• Task to complete: In the records that follow, find each line containing "algebra" and copy it.

• Supplied data:
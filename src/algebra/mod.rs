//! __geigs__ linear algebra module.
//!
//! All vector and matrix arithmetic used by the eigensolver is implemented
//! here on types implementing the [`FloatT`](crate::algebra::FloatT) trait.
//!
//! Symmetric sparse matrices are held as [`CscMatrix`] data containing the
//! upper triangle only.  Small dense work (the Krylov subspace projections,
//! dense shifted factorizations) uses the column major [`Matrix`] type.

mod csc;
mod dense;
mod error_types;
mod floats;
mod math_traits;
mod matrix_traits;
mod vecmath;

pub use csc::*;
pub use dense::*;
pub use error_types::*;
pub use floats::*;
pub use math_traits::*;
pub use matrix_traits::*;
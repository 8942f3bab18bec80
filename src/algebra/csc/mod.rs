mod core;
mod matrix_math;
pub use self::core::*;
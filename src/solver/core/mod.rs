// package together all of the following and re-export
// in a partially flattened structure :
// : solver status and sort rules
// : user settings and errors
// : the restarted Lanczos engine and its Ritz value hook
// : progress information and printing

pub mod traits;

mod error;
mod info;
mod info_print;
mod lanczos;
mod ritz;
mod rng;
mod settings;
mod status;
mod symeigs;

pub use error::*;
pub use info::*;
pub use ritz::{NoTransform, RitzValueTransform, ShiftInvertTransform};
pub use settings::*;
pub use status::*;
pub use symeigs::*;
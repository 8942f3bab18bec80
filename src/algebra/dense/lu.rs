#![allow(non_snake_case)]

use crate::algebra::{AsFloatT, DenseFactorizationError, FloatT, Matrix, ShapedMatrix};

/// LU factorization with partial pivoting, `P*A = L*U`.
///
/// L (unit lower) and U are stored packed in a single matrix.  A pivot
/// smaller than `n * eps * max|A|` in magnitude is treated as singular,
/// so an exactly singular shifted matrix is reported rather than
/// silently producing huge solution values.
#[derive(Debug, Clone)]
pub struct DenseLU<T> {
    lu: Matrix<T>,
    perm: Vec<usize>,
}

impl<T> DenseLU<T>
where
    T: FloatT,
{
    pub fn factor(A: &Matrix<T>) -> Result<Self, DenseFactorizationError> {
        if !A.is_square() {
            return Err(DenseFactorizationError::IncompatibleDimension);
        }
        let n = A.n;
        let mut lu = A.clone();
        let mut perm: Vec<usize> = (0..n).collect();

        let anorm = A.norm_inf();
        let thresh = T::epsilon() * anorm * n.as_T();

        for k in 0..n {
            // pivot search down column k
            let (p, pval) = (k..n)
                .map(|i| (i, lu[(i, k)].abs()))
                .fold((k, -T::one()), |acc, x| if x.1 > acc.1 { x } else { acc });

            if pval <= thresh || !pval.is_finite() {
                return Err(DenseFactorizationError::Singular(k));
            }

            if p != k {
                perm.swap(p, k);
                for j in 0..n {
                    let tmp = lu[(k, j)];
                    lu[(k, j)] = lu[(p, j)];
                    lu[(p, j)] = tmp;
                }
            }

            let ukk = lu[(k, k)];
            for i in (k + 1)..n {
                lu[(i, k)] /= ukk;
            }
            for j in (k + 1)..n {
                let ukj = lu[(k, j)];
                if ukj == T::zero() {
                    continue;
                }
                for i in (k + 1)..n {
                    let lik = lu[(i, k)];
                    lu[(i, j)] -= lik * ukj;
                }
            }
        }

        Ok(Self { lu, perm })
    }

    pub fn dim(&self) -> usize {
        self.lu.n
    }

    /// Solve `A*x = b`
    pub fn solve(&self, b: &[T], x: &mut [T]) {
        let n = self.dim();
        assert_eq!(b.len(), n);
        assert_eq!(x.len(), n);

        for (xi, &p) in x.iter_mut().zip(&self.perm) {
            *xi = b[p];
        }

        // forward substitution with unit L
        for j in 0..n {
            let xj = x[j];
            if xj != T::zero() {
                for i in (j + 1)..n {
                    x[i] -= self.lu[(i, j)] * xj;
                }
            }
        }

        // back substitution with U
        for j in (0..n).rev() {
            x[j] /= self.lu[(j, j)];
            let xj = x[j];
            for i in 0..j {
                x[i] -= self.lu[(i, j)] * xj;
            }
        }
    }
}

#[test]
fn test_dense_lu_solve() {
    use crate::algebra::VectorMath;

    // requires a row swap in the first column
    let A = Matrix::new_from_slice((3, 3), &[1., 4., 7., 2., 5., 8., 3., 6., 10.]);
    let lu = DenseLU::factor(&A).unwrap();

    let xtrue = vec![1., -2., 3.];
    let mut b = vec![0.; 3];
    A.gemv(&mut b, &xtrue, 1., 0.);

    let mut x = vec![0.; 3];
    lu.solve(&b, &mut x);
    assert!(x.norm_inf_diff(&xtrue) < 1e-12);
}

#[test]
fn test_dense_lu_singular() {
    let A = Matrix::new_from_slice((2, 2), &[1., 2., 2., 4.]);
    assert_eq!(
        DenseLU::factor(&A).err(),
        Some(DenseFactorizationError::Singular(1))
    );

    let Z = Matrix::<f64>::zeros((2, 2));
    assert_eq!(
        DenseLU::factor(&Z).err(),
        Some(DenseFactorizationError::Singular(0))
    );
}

• Answer space:
filename src/algebra/mod.rs
//! __geigs__ linear algebra module.
//! here on types implementing the [`FloatT`](crate::algebra::FloatT) trait.
filename src/algebra/csc/mod.rs
filename src/algebra/dense/lu.rs
use crate::algebra::{AsFloatT, DenseFactorizationError, FloatT, Matrix, ShapedMatrix};
    use crate::algebra::VectorMath;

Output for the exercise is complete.